Friday, May 30, 2008

Rhyme of the Contemporary Ne'er-Do-Good

Friends and colleagues, gentiles and heathens, strangers, Romans, and my mom...

Please, if you would, pull a chair nearer to my fire. I have a tale to tell, and though the "Rhyme" element of my advertising may be false, the cautions contained herein are not, and I assure you--you will benefit a thousand fold from the tales of the places of the narrative from the story I am about to tell!

As you definitely must have noticed, I have been gone from the blog-OH!-sphere for untold amounts of time encompassing about two weeks. Two things have happened since then. First, I moved to a house in Philadelphia!

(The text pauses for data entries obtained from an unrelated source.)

//! Chef Assembly instruction set library.
//!
//! This crate implements a custom instruction set layered onto the 32-bit MIPS word
//! format, for use inside a host MIPS simulator. It provides:
//! 1. **ISA:** Encoding templates, bit-pattern matching, operand extraction, and the
//!    instruction registry (mnemonic syntax, template, bound action).
//! 2. **Execution:** The dispatcher and one semantic action per instruction, with
//!    uniform overflow/divide-by-zero checking and per-session auxiliary state.
//! 3. **Host:** The traits the host simulator implements (registers, memory, branch
//!    control, fault reporting, console) plus reference implementations.
//! 4. **Core:** A single-word `step` facade tying decode, dispatch and fault reporting.

/// Common types and constants (word layout constants, error taxonomy).
pub mod common;
/// Configuration (arithmetic checking mode, unset-slot policy, reference memory).
pub mod config;
/// Execution engine (dispatcher, semantic actions, checked arithmetic, session state).
pub mod exec;
/// Host interfaces and reference host implementations.
pub mod host;
/// Instruction set (templates, formats, decode, registry, ABI names, Chef table).
pub mod isa;
/// Single-word decode/execute facade.
pub mod sim;

/// Root configuration type; use `Config::default()` or deserialize from JSON.
pub use crate::config::Config;
/// Execution outcome forwarded to the host's program-counter controller.
pub use crate::exec::Control;
/// Instruction catalogue; build the Chef set with `isa::chef::registry()`.
pub use crate::isa::registry::Registry;
/// Decode/dispatch facade owning the registry and the session state.
pub use crate::sim::Core;
//! MIPS Application Binary Interface (ABI) register names.
//!
//! Defines the conventional MIPS register names and the indices the host-call
//! instruction reads its selector and argument from.

use crate::common::constants::NUM_REGS;

/// Register $0 (zero register, always zero).
pub const REG_ZERO: usize = 0;
/// Register $2 (first return value, v0). Host-call selector.
pub const REG_V0: usize = 2;
/// Register $4 (first argument, a0). Host-call argument.
pub const REG_A0: usize = 4;
/// Register $8 (temporary, t0).
pub const REG_T0: usize = 8;
/// Register $9 (temporary, t1).
pub const REG_T1: usize = 9;
/// Register $10 (temporary, t2).
pub const REG_T2: usize = 10;
/// Register $29 (stack pointer, sp).
pub const REG_SP: usize = 29;
/// Register $31 (return address, ra).
pub const REG_RA: usize = 31;

/// Conventional names of all 32 registers, indexed by register number.
pub const NAMES: [&str; NUM_REGS] = [
    "zero", "at", "v0", "v1", "a0", "a1", "a2", "a3", "t0", "t1", "t2", "t3", "t4", "t5", "t6",
    "t7", "s0", "s1", "s2", "s3", "s4", "s5", "s6", "s7", "t8", "t9", "k0", "k1", "gp", "sp", "fp",
    "ra",
];

/// Returns the conventional name of register `idx`, or `"?"` when out of range.
pub fn name(idx: usize) -> &'static str {
    NAMES.get(idx).copied().unwrap_or("?")
}

/// Parses a register reference such as `$t0`, `t0`, `$8` or `8`.
///
/// Returns `None` for unknown names and indices outside 0-31.
pub fn parse(text: &str) -> Option<usize> {
    let text = text.strip_prefix('$').unwrap_or(text);
    if let Ok(idx) = text.parse::<usize>() {
        return (idx < NUM_REGS).then_some(idx);
    }
    if text == "s8" {
        return Some(30);
    }
    NAMES.iter().position(|n| *n == text)
}
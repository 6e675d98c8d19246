//! Instruction Specification.
//!
//! An `InstructionSpec` is the full contract the host needs for one instruction:
//! the mnemonic syntax (for the assembler), the encoding template (for the decoder
//! and disassembler), and the bound semantic action (for execution). A spec is
//! validated once on construction and immutable afterwards.

use serde::Serialize;

use crate::common::error::{ConfigError, EncodeError};
use crate::exec::action::Action;
use crate::isa::format::Format;
use crate::isa::template::Template;

/// One registered instruction.
#[derive(Clone, Debug, Serialize)]
pub struct InstructionSpec {
    syntax: String,
    description: String,
    format: Format,
    template: Template,
    action: Action,
}

impl InstructionSpec {
    /// Builds and validates an instruction specification.
    ///
    /// # Arguments
    ///
    /// * `syntax` - Example mnemonic syntax, e.g. `"mix $t0,$t1,$t2"`. The first word is the name.
    /// * `description` - Human-readable description.
    /// * `format` - Word layout the template must follow.
    /// * `pattern` - Template string (see `Template::parse`).
    /// * `action` - Semantic action bound to the instruction.
    ///
    /// # Errors
    ///
    /// Returns `ConfigError` if the syntax is empty, the template is malformed or does
    /// not fit `format`, or the action expects a different format or operand count.
    pub fn new(
        syntax: impl Into<String>,
        description: impl Into<String>,
        format: Format,
        pattern: &str,
        action: Action,
    ) -> Result<Self, ConfigError> {
        let syntax = syntax.into();
        let mnemonic = syntax
            .split_whitespace()
            .next()
            .ok_or(ConfigError::EmptySyntax)?
            .to_owned();

        let template = Template::parse(pattern)
            .and_then(|t| format.validate(&t).map(|()| t))
            .map_err(|source| ConfigError::Template {
                mnemonic: mnemonic.clone(),
                source,
            })?;

        if action.format() != format || action.operand_count() != template.operand_count() {
            return Err(ConfigError::ActionMismatch {
                mnemonic,
                expected: action.operand_count(),
                format: action.format().name(),
            });
        }

        Ok(Self {
            syntax,
            description: description.into(),
            format,
            template,
            action,
        })
    }

    /// Returns the mnemonic name (the first word of the syntax).
    pub fn name(&self) -> &str {
        self.syntax.split_whitespace().next().unwrap_or_default()
    }

    /// Returns the example mnemonic syntax.
    pub fn syntax(&self) -> &str {
        &self.syntax
    }

    /// Returns the human-readable description.
    pub fn description(&self) -> &str {
        &self.description
    }

    /// Returns the word layout.
    pub const fn format(&self) -> Format {
        self.format
    }

    /// Returns the encoding template.
    pub const fn template(&self) -> &Template {
        &self.template
    }

    /// Returns the bound semantic action.
    pub const fn action(&self) -> Action {
        self.action
    }

    /// Encodes operand values, in template order, into an instruction word.
    ///
    /// # Errors
    ///
    /// Returns `EncodeError` if the operand count is wrong, a register is not 0-31, or
    /// the immediate does not fit 16 bits signed or unsigned.
    pub fn encode(&self, operands: &[i32]) -> Result<u32, EncodeError> {
        self.format.encode(&self.template, operands)
    }
}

Second, Mass Effect!

Mass Effect? you ask, which is exactly what I wanted you to do. What is Mass Effect?

I will tell you!

It is a video game and you go around and save the universe and there are aliens and a stupid stupid gun car called a Mako GOD I hate that stupid car and driving all over the place to flag mineral deposits and salvage the useless cargo from wrecked probes!

Forgive me. You see the state I am in, reduced to a husk of a man by the ravages of addiction, which is what I am really here to talk about.

There was a time, years ago, when I walked in an entirely different world. I shall not name it--it is too large, too terrifying for a name--though perhaps you will discern its nature from my survivor's tale. In this world I was widely respected. People everywhere knew who I was, or could figure very quickly that I was a man to admire. My coffers flowed over with booty. Then, one day, an otherworldly light shone in and in that brilliant light... I saw all my achievements, all my possessions, for what they really were: a meaningless nothing. I knew my life could never be the same.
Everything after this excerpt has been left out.